Instructions to follow =>
Below this line is a set of entries; quote exactly the lines from the line that contains "use serde::Serialize;" to the line that contains "impl std::fmt::Debug for", both lines included.

Data listing =>
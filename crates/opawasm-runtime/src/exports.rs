//! Typed wrappers over the guest's OPA exports.
//!
//! Export names per revision:
//!
//! | ABI | adds |
//! |-----|------|
//! | 1.0 | allocator, parse/dump, path mutation, heap pointer, eval context, `eval` |
//! | 1.2 | `opa_eval` |
//! | 1.3 | `opa_value_free`, shadow heap stash/restore/clear |

use opawasm_types::{OpaResult, ValueFormat};

use crate::error::{RuntimeError, RuntimeResult};
use crate::guest::Guest;

pub const V1_0_EXPORTS: &[&str] = &[
    "entrypoints",
    "builtins",
    "opa_malloc",
    "opa_free",
    "opa_json_parse",
    "opa_value_parse",
    "opa_json_dump",
    "opa_value_dump",
    "opa_value_add_path",
    "opa_value_remove_path",
    "opa_heap_ptr_get",
    "opa_heap_ptr_set",
    "opa_eval_ctx_new",
    "opa_eval_ctx_set_input",
    "opa_eval_ctx_set_data",
    "opa_eval_ctx_set_entrypoint",
    "opa_eval_ctx_get_result",
    "eval",
];

pub const V1_2_EXPORTS: &[&str] = &["opa_eval"];

pub const V1_3_EXPORTS: &[&str] = &[
    "opa_value_free",
    "opa_heap_blocks_stash",
    "opa_heap_blocks_restore",
    "opa_heap_stash_clear",
];

/// Convert a host length to the guest's `i32`.
pub(crate) fn guest_len(len: usize) -> RuntimeResult<i32> {
    i32::try_from(len)
        .map_err(|_| RuntimeError::OutOfMemory(format!("{len} bytes exceed the guest address space")))
}

/// Typed calls for every OPA export. Implemented for all [`Guest`]s.
pub trait OpaExports: Guest {
    fn malloc(&mut self, size: usize) -> RuntimeResult<i32> {
        let size = guest_len(size)?;
        self.call("opa_malloc", &[size])
    }

    fn free(&mut self, ptr: i32) -> RuntimeResult<()> {
        self.call("opa_free", &[ptr]).map(drop)
    }

    fn json_parse(&mut self, ptr: i32, len: usize) -> RuntimeResult<i32> {
        let len = guest_len(len)?;
        self.call("opa_json_parse", &[ptr, len])
    }

    fn value_parse(&mut self, ptr: i32, len: usize) -> RuntimeResult<i32> {
        let len = guest_len(len)?;
        self.call("opa_value_parse", &[ptr, len])
    }

    fn json_dump(&mut self, value: i32) -> RuntimeResult<i32> {
        self.call("opa_json_dump", &[value])
    }

    fn value_dump(&mut self, value: i32) -> RuntimeResult<i32> {
        self.call("opa_value_dump", &[value])
    }

    fn value_add_path(&mut self, base: i32, path: i32, value: i32) -> RuntimeResult<OpaResult> {
        self.call("opa_value_add_path", &[base, path, value])
            .map(OpaResult::from_code)
    }

    fn value_remove_path(&mut self, base: i32, path: i32) -> RuntimeResult<OpaResult> {
        self.call("opa_value_remove_path", &[base, path])
            .map(OpaResult::from_code)
    }

    fn value_free(&mut self, value: i32) -> RuntimeResult<()> {
        self.call("opa_value_free", &[value]).map(drop)
    }

    fn heap_ptr_get(&mut self) -> RuntimeResult<i32> {
        self.call("opa_heap_ptr_get", &[])
    }

    fn heap_ptr_set(&mut self, ptr: i32) -> RuntimeResult<()> {
        self.call("opa_heap_ptr_set", &[ptr]).map(drop)
    }

    fn eval_ctx_new(&mut self) -> RuntimeResult<i32> {
        self.call("opa_eval_ctx_new", &[])
    }

    fn eval_ctx_set_input(&mut self, ctx: i32, value: i32) -> RuntimeResult<()> {
        self.call("opa_eval_ctx_set_input", &[ctx, value]).map(drop)
    }

    fn eval_ctx_set_data(&mut self, ctx: i32, value: i32) -> RuntimeResult<()> {
        self.call("opa_eval_ctx_set_data", &[ctx, value]).map(drop)
    }

    fn eval_ctx_set_entrypoint(&mut self, ctx: i32, entrypoint: i32) -> RuntimeResult<()> {
        self.call("opa_eval_ctx_set_entrypoint", &[ctx, entrypoint])
            .map(drop)
    }

    fn eval_ctx_get_result(&mut self, ctx: i32) -> RuntimeResult<i32> {
        self.call("opa_eval_ctx_get_result", &[ctx])
    }

    fn eval(&mut self, ctx: i32) -> RuntimeResult<i32> {
        self.call("eval", &[ctx])
    }

    /// Single-call evaluation (ABI 1.2+). Returns a pointer to the dumped
    /// result set.
    fn opa_eval(
        &mut self,
        entrypoint: i32,
        data: i32,
        input: i32,
        input_len: usize,
        heap: i32,
        format: ValueFormat,
    ) -> RuntimeResult<i32> {
        let input_len = guest_len(input_len)?;
        self.call(
            "opa_eval",
            &[0, entrypoint, data, input, input_len, heap, format.as_flag()],
        )
    }

    fn heap_blocks_stash(&mut self) -> RuntimeResult<()> {
        self.call("opa_heap_blocks_stash", &[]).map(drop)
    }

    fn heap_blocks_restore(&mut self) -> RuntimeResult<()> {
        self.call("opa_heap_blocks_restore", &[]).map(drop)
    }

    fn heap_stash_clear(&mut self) -> RuntimeResult<()> {
        self.call("opa_heap_stash_clear", &[]).map(drop)
    }

    /// Value holding the entrypoint name → id object.
    fn entrypoints(&mut self) -> RuntimeResult<i32> {
        self.call("entrypoints", &[])
    }

    /// Value holding the built-in name → id object.
    fn builtins(&mut self) -> RuntimeResult<i32> {
        self.call("builtins", &[])
    }
}

impl<G: Guest + ?Sized> OpaExports for G {}
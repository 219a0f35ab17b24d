//! Host runtime for OPA policies compiled to WebAssembly.
//!
//! Pipeline: bytes → [`PolicyModule`] → [`EvaluatorFactory`] → [`Evaluator`]
//!
//! An evaluator instantiates the module on the wasmi engine with host-created
//! memory and the built-in imports, reads the ABI version the module
//! declares, negotiates it against [`EvaluatorOptions::max_abi_version`] and
//! picks the matching adapter from [`abi`] for the rest of its life.
//!
//! ```text
//!  Evaluator ──▶ AbiAdapter (1.0 / 1.2 / 1.3) ──▶ Guest exports
//!      │                                             │
//!      └──── CompositeImports ◀── opa_builtinN ◀─────┘
//! ```

pub mod abi;
pub mod error;
pub mod evaluator;
pub mod exports;
pub mod factory;
pub mod guest;
mod host;
pub mod memory;
pub mod module;
pub mod options;
mod wasm;

pub use abi::{AbiAdapter, AbiRevision, DataMutation};
pub use error::{RuntimeError, RuntimeResult};
pub use evaluator::{Evaluator, UpdateDataFeature};
pub use factory::EvaluatorFactory;
pub use guest::Guest;
pub use module::{ModuleSignature, PolicyModule};
pub use options::EvaluatorOptions;

pub use opawasm_builtins as builtins;
pub use opawasm_types::{AbiVersion, PolicyEvaluationResult};
//! ABI 1.0: evaluation through a per-call context object.

use crate::abi::{AbiAdapter, AbiRevision, AdapterBase};
use crate::error::RuntimeResult;
use crate::exports::OpaExports;
use crate::guest::Guest;
use crate::memory;

/// Creates a fresh evaluation context for every call. Contexts are never
/// reused; resetting the heap pointer discards them.
#[derive(Debug, Clone)]
pub struct V10Adapter {
    base: AdapterBase,
}

impl V10Adapter {
    pub fn new(base: AdapterBase) -> Self {
        Self { base }
    }

    fn eval_in_context(&self, guest: &mut dyn Guest, input: &[u8], entrypoint: i32) -> RuntimeResult<String> {
        let ctx = guest.eval_ctx_new()?;
        let input = memory::parse_json(guest, input)?;
        guest.eval_ctx_set_input(ctx, input)?;
        guest.eval_ctx_set_data(ctx, self.base.data_ptr())?;
        guest.eval_ctx_set_entrypoint(ctx, entrypoint)?;
        guest.eval(ctx)?;

        let result = guest.eval_ctx_get_result(ctx)?;
        let dumped = guest.json_dump(result)?;
        AdapterBase::read_result(guest, dumped)
    }
}

impl AbiAdapter for V10Adapter {
    fn revision(&self) -> AbiRevision {
        AbiRevision::V1_0
    }

    fn base(&self) -> &AdapterBase {
        &self.base
    }

    fn base_mut(&mut self) -> &mut AdapterBase {
        &mut self.base
    }

    fn eval(&mut self, guest: &mut dyn Guest, input: &[u8], entrypoint: Option<&str>) -> RuntimeResult<String> {
        let entrypoint = self.base.entrypoint_id(entrypoint)?;
        guest.heap_ptr_set(self.base.eval_heap_ptr())?;
        self.base.ensure_memory(guest, input.len())?;

        let outcome = self.eval_in_context(guest, input, entrypoint);
        let restored = guest.heap_ptr_set(self.base.eval_heap_ptr());
        let result = outcome?;
        restored?;
        Ok(result)
    }
}
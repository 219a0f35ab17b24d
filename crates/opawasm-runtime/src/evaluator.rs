//! The public evaluation surface.

use std::io::Read;

use opawasm_builtins::CompositeImports;
use opawasm_types::{AbiVersion, PolicyEvaluationResult};
use serde::de::DeserializeOwned;
use serde::Serialize;

use crate::abi::{self, AbiAdapter, AbiRevision, DataMutation};
use crate::error::{RuntimeError, RuntimeResult};
use crate::module::PolicyModule;
use crate::options::EvaluatorOptions;
use crate::wasm::WasmGuest;

/// One policy instance with its own memory, base data and built-in state.
///
/// Operations take `&mut self`; an evaluator is used by one caller at a
/// time. Create one per worker to evaluate in parallel.
pub struct Evaluator {
    guest: WasmGuest,
    adapter: Box<dyn AbiAdapter>,
    policy_version: AbiVersion,
}

impl std::fmt::Debug for Evaluator {
    fn fmt(&self, f: &mut std::fmt::Formatter<'_>) -> std::fmt::Result {
        f.debug_struct("Evaluator")
            .field("policy_version", &self.policy_version)
            .finish_non_exhaustive()
    }
}

impl Evaluator {
    pub(crate) fn new(
        module: &PolicyModule,
        options: &EvaluatorOptions,
        imports: CompositeImports,
    ) -> RuntimeResult<Self> {
        let mut guest = WasmGuest::instantiate(module, options, imports)?;
        let policy_version = guest.declared_version()?;
        let negotiated = AbiVersion::negotiate(policy_version, options.max_abi_version);
        let revision = AbiRevision::select(negotiated);
        tracing::debug!(
            declared = %policy_version,
            cap = ?options.max_abi_version.map(|v| v.to_string()),
            adapter = %revision.version(),
            "ABI negotiated"
        );

        guest.resolve_exports(revision)?;
        guest.begin()?;
        let adapter = abi::new_adapter(revision, &mut guest)?;
        guest.set_builtins(adapter.base().builtins().clone());

        Ok(Self {
            guest,
            adapter,
            policy_version,
        })
    }

    /// Version of the adapter in use.
    pub fn abi_version(&self) -> AbiVersion {
        self.adapter.revision().version()
    }

    /// Version the module declares.
    pub fn policy_abi_version(&self) -> AbiVersion {
        self.policy_version
    }

    /// Names of the module's entrypoints.
    pub fn entrypoints(&self) -> impl Iterator<Item = &str> {
        self.adapter.base().entrypoints().keys().map(String::as_str)
    }

    // ── Evaluation ───────────────────────────────────────────────────────

    /// Evaluate a boolean rule. An empty result set is `false`.
    pub fn evaluate_predicate<I: Serialize>(&mut self, input: &I, entrypoint: Option<&str>) -> RuntimeResult<bool> {
        let rows: Vec<PolicyEvaluationResult<bool>> = self.evaluate_rows(input, entrypoint)?;
        Ok(rows.into_iter().next().is_some_and(|row| row.result))
    }

    /// First result row, failing with [`RuntimeError::EmptyResult`] when
    /// the policy produced none.
    pub fn evaluate<I, O>(&mut self, input: &I, entrypoint: Option<&str>) -> RuntimeResult<PolicyEvaluationResult<O>>
    where
        I: Serialize,
        O: DeserializeOwned,
    {
        self.evaluate_rows(input, entrypoint)?
            .into_iter()
            .next()
            .ok_or(RuntimeError::EmptyResult)
    }

    /// First result row, or `default` when the policy produced none.
    pub fn evaluate_or_default<I, O>(
        &mut self,
        input: &I,
        entrypoint: Option<&str>,
        default: O,
    ) -> RuntimeResult<PolicyEvaluationResult<O>>
    where
        I: Serialize,
        O: DeserializeOwned,
    {
        let rows = self.evaluate_rows(input, entrypoint)?;
        Ok(rows
            .into_iter()
            .next()
            .unwrap_or_else(|| PolicyEvaluationResult::new(default)))
    }

    /// The whole result set as JSON text: `[{"result": …}, …]`.
    pub fn evaluate_raw(&mut self, input_json: &str, entrypoint: Option<&str>) -> RuntimeResult<String> {
        self.run_eval(input_json.as_bytes(), entrypoint)
    }

    fn evaluate_rows<I, O>(&mut self, input: &I, entrypoint: Option<&str>) -> RuntimeResult<Vec<PolicyEvaluationResult<O>>>
    where
        I: Serialize,
        O: DeserializeOwned,
    {
        let input = serde_json::to_vec(input)?;
        let raw = self.run_eval(&input, entrypoint)?;
        Ok(serde_json::from_str(&raw)?)
    }

    fn run_eval(&mut self, input: &[u8], entrypoint: Option<&str>) -> RuntimeResult<String> {
        let outcome = self
            .guest
            .begin()
            .and_then(|()| self.adapter.eval(&mut self.guest, input, entrypoint));
        self.guest.reset_imports();
        outcome
    }

    // ── Base data ────────────────────────────────────────────────────────

    /// Serialize `data` and make it the base data document.
    pub fn set_data<T: Serialize + ?Sized>(&mut self, data: &T) -> RuntimeResult<()> {
        let bytes = serde_json::to_vec(data)?;
        self.set_data_from_bytes(&bytes)
    }

    pub fn set_data_from_raw_json(&mut self, json: &str) -> RuntimeResult<()> {
        self.set_data_from_bytes(json.as_bytes())
    }

    /// UTF-8 JSON bytes. Empty input clears the base data.
    pub fn set_data_from_bytes(&mut self, json: &[u8]) -> RuntimeResult<()> {
        self.guest.begin()?;
        self.adapter.set_data(&mut self.guest, json)
    }

    pub fn set_data_from_reader<R: Read>(&mut self, mut reader: R) -> RuntimeResult<()> {
        let mut bytes = Vec::new();
        reader.read_to_end(&mut bytes)?;
        self.set_data_from_bytes(&bytes)
    }

    /// The base data document as JSON, `None` when none is set.
    pub fn dump_data(&mut self) -> RuntimeResult<Option<String>> {
        self.guest.begin()?;
        self.adapter.dump_data(&mut self.guest)
    }

    /// Drop the base data, return the heap to its initial state and clear
    /// built-in state.
    pub fn reset(&mut self) -> RuntimeResult<()> {
        let outcome = self
            .guest
            .begin()
            .and_then(|()| self.adapter.reset(&mut self.guest));
        self.guest.reset_imports();
        outcome
    }

    /// In-place data mutation, when the negotiated ABI supports it.
    pub fn update_data_feature(&mut self) -> Option<UpdateDataFeature<'_>> {
        let mutation = self.adapter.data_mutation()?;
        Some(UpdateDataFeature {
            guest: &mut self.guest,
            mutation,
        })
    }
}

/// Path-level updates of the base data document (ABI 1.3+).
pub struct UpdateDataFeature<'e> {
    guest: &'e mut WasmGuest,
    mutation: &'e mut dyn DataMutation,
}

impl UpdateDataFeature<'_> {
    /// Set `path` to `value`, creating intermediate objects.
    pub fn update_data_path<T: Serialize + ?Sized>(&mut self, value: &T, path: &[&str]) -> RuntimeResult<()> {
        let bytes = serde_json::to_vec(value)?;
        self.update_data_path_raw(&bytes, path)
    }

    pub fn update_data_path_raw(&mut self, json: &[u8], path: &[&str]) -> RuntimeResult<()> {
        self.guest.begin()?;
        self.mutation.update_data_path(self.guest, json, path)
    }

    pub fn remove_data_path(&mut self, path: &[&str]) -> RuntimeResult<()> {
        self.guest.begin()?;
        self.mutation.remove_data_path(self.guest, path)
    }
}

Answer box =>
use serde::Serialize;

use crate::abi::{self, AbiAdapter, AbiRevision, DataMutation};
use crate::error::{RuntimeError, RuntimeResult};
use crate::module::PolicyModule;
use crate::options::EvaluatorOptions;
use crate::wasm::WasmGuest;

/// One policy instance with its own memory, base data and built-in state.
///
/// Operations take `&mut self`; an evaluator is used by one caller at a
/// time. Create one per worker to evaluate in parallel.
pub struct Evaluator {
    guest: WasmGuest,
    adapter: Box<dyn AbiAdapter>,
    policy_version: AbiVersion,
}

impl std::fmt::Debug for Evaluator {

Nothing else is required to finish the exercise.